Designed for full-frame Canon DSLRs, the Canon EF 24-70mm f/4L IS USM is a standard zoom for general-purpose photography, covering the same focal range as the pro-spec 24-70mm f/2.8 L II but in a more convenient and attractively priced package. So what exactly is the USP of this lens, and what sets it apart from the other best Canon lenses (opens in new tab) in the same or similar focal ranges?
For walkabout handheld shooting, one problem with 24-70mm f/2.8 zooms is that they’re pretty hefty. Most of them weigh about a kilogram, which is a lot when added to the weight of a full-frame body. With dimensions of just 83x93mm, a weight of only 600g and a filter thread of 77mm, this lens is something of a downsized delight. It’s almost as small and compact as the Canon 15-85mm lens for APS-C format cameras, despite being full-frame compatible. This is enabled by the constant f/4 aperture rating, which is a full f/stop slower than standard f/2.8 lenses many photographers have become accustomed to, though it’s hardly what you’d call ‘slow’.

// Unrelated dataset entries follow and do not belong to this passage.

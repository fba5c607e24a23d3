//! Byte counting and measurement snapshots.
//!
//! A [`Meter`] is the single shared counter of a session: the task moving
//! bytes adds to it, reporters read snapshots from it. [`Metered`] decorates
//! a chunk stream with a meter and reports progress, failure and completion
//! through an [`Emitter`] without touching the data.

use std::fmt;
use std::io;
use std::net::SocketAddr;
use std::pin::Pin;
use std::sync::Arc;
use std::sync::atomic::{AtomicU64, Ordering};
use std::task::{Context, Poll, ready};
use std::time::Duration;

use bytes::Bytes;
use futures_util::Stream;
use serde::Serialize;
use serde::ser::SerializeStruct;
use tokio::time::Instant;

use crate::config::Transport;
use crate::emitter::Emitter;
use crate::params;
use crate::spec::{Direction, Measurement, Origin};

/// Immutable snapshot of a session's progress.
#[derive(Debug, Clone, Copy, Default, PartialEq, Eq)]
pub struct Record {
    /// Time since the session started.
    pub elapsed: Duration,
    /// Payload bytes moved so far.
    pub bytes: u64,
}

impl Record {
    /// Average throughput since the start of the session.
    pub fn bits_per_second(&self) -> f64 {
        let secs = self.elapsed.as_secs_f64();
        if secs > 0.0 {
            self.bytes as f64 * 8.0 / secs
        } else {
            0.0
        }
    }
}

impl Serialize for Record {
    fn serialize<S: serde::Serializer>(&self, serializer: S) -> Result<S::Ok, S::Error> {
        let mut s = serializer.serialize_struct("Record", 3)?;
        s.serialize_field("elapsed_us", &(self.elapsed.as_micros() as u64))?;
        s.serialize_field("bytes", &self.bytes)?;
        s.serialize_field("bits_per_second", &self.bits_per_second())?;
        s.end()
    }
}

impl fmt::Display for Record {
    fn fmt(&self, f: &mut fmt::Formatter<'_>) -> fmt::Result {
        write!(
            f,
            "{} bytes in {:.1} ms ({:.1} Mbit/s)",
            self.bytes,
            self.elapsed.as_secs_f64() * 1000.0,
            self.bits_per_second() / 1e6
        )
    }
}

/// Shared byte counter anchored at the session start.
///
/// Cloning shares the counter. Only the data path writes; anyone may read.
#[derive(Debug, Clone)]
pub struct Meter {
    bytes: Arc<AtomicU64>,
    start: Instant,
}

impl Meter {
    /// Start counting from now.
    pub fn start() -> Self {
        Meter {
            bytes: Arc::new(AtomicU64::new(0)),
            start: Instant::now(),
        }
    }

    /// Count `n` more bytes.
    pub fn add(&self, n: u64) {
        self.bytes.fetch_add(n, Ordering::Relaxed);
    }

    /// Bytes counted so far.
    pub fn bytes(&self) -> u64 {
        self.bytes.load(Ordering::Relaxed)
    }

    /// Current record. Successive snapshots never go backwards.
    pub fn snapshot(&self) -> Record {
        Record {
            elapsed: self.start.elapsed(),
            bytes: self.bytes(),
        }
    }
}

/// Who is transferring what, over which transport. One per connection.
#[derive(Debug, Clone, PartialEq, Eq, Serialize)]
pub struct Session {
    /// Which way payload flows.
    pub direction: Direction,
    /// Transport stack.
    pub transport: Transport,
    /// Which side this process plays.
    pub origin: Origin,
    /// Requested byte count, when the session is byte-bounded.
    #[serde(skip_serializing_if = "Option::is_none")]
    pub bytes: Option<u64>,
    /// Remote address.
    #[serde(skip_serializing_if = "Option::is_none")]
    pub peer: Option<SocketAddr>,
    /// Local address.
    #[serde(skip_serializing_if = "Option::is_none")]
    pub local: Option<SocketAddr>,
    /// HTTP version in use, e.g. `HTTP/2.0`.
    #[serde(skip_serializing_if = "Option::is_none")]
    pub proto: Option<String>,
    /// Negotiated ALPN identifier.
    #[serde(skip_serializing_if = "Option::is_none")]
    pub alpn: Option<String>,
}

impl Session {
    /// A session with no connection metadata yet.
    pub fn new(direction: Direction, transport: Transport, origin: Origin) -> Self {
        Session {
            direction,
            transport,
            origin,
            bytes: None,
            peer: None,
            local: None,
            proto: None,
            alpn: None,
        }
    }

    /// Whether this side sends the payload.
    pub fn is_sender(&self) -> bool {
        self.direction.sender() == self.origin
    }
}

impl fmt::Display for Session {
    fn fmt(&self, f: &mut fmt::Formatter<'_>) -> fmt::Result {
        write!(f, "{} {} ({})", self.transport, self.direction, self.origin)
    }
}

/// How a session ended.
#[derive(Debug, Clone, PartialEq)]
pub struct Outcome {
    /// Final local record.
    pub local: Record,
    /// Last measurement the peer reported, for ndt7 sessions.
    pub peer: Option<Measurement>,
}

/// Stream decorator that counts every chunk into a [`Meter`].
///
/// Progress is reported every [`params::UPDATE_INTERVAL`]. The end of the
/// inner stream reports completion, an inner error reports failure with the
/// bytes counted so far, and dropping the decorator before either reports the
/// session as aborted unless the requested byte count was already reached.
///
/// Bytes are counted when a chunk is handed to the consumer, not when the
/// consumer has written it out. A response body whose last chunk is accepted
/// by hyper and then fails on the socket is still reported complete; hyper
/// stops polling at Content-Length and offers no write acknowledgement.
pub struct Metered<S> {
    inner: S,
    meter: Meter,
    session: Arc<Session>,
    emitter: Arc<dyn Emitter>,
    last_update: Instant,
    final_event: bool,
    done: bool,
}

impl<S> Metered<S> {
    /// Decorate `inner`, counting into `meter`.
    pub fn new(inner: S, meter: Meter, session: Arc<Session>, emitter: Arc<dyn Emitter>) -> Self {
        Metered {
            inner,
            last_update: Instant::now(),
            meter,
            session,
            emitter,
            final_event: true,
            done: false,
        }
    }

    /// Like [`Metered::new`] but only reports progress. The owner reports how
    /// the session ended, e.g. once the peer's response has been checked.
    pub fn progress_only(
        inner: S,
        meter: Meter,
        session: Arc<Session>,
        emitter: Arc<dyn Emitter>,
    ) -> Self {
        let mut metered = Metered::new(inner, meter, session, emitter);
        metered.final_event = false;
        metered
    }

    /// The meter this decorator counts into.
    pub fn meter(&self) -> &Meter {
        &self.meter
    }

    fn finish(&mut self, error: Option<&str>) {
        if self.done {
            return;
        }
        self.done = true;
        if !self.final_event {
            return;
        }
        let record = self.meter.snapshot();
        match error {
            Some(error) => self.emitter.on_error(&self.session, error, &record),
            None => self.emitter.on_complete(&self.session, &record),
        }
    }
}

impl<S> Stream for Metered<S>
where
    S: Stream<Item = io::Result<Bytes>> + Unpin,
{
    type Item = io::Result<Bytes>;

    fn poll_next(self: Pin<&mut Self>, cx: &mut Context<'_>) -> Poll<Option<Self::Item>> {
        let this = self.get_mut();
        if this.done {
            return Poll::Ready(None);
        }
        match ready!(Pin::new(&mut this.inner).poll_next(cx)) {
            Some(Ok(chunk)) => {
                this.meter.add(chunk.len() as u64);
                if this.last_update.elapsed() >= params::UPDATE_INTERVAL {
                    this.last_update = Instant::now();
                    this.emitter
                        .on_measurement(&this.session, &this.meter.snapshot());
                }
                Poll::Ready(Some(Ok(chunk)))
            }
            Some(Err(e)) => {
                this.finish(Some(&e.to_string()));
                Poll::Ready(Some(Err(e)))
            }
            None => {
                this.finish(None);
                Poll::Ready(None)
            }
        }
    }
}

impl<S> Drop for Metered<S> {
    fn drop(&mut self) {
        if self.done {
            return;
        }
        match self.session.bytes {
            Some(expected) if self.meter.bytes() == expected => self.finish(None),
            _ => self.finish(Some("transfer aborted")),
        }
    }
}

A major advantage over the Canon 24-70mm f/2.8 lens is that this one features an image stabilizer, and it’s a late-generation four-stop system with a ‘hybrid’ action. This detects and corrects vertical/horizontal shift as well as regular vibration when the lens is in macro mode. A switchable ‘macro’ mode is available at the long end of the zoom, boosting the maximum magnification ratio to a class-leading 0.7x, which far outstrips any other lens on test for extreme close-ups. Build quality is brilliant as well, with weather-seals and fluorine coatings used in the construction of this lens.
A solid performer, the lens has fast, accurate and quiet ring-type ultrasonic autofocus, which also comes with a manual override facility for when you want to make small focus adjustments yourself. The stabiliser also lives up to its four-stop billing, and the hybrid mode works well to keep things stable even when the lens is in macro mode, expanding the user’s overall options and encouraging experimentation with different subjects and setups.
Image quality is very pleasing overall, with good contrast and sharpness, although vignetting at wide apertures is a little severe for an f/4 lens and bokeh isn’t quite as smooth as you’d get from f/2.8 lenses. Two aspherical and two UD (Ultra-low Dispersion) elements help to maximise the optical quality of the lens.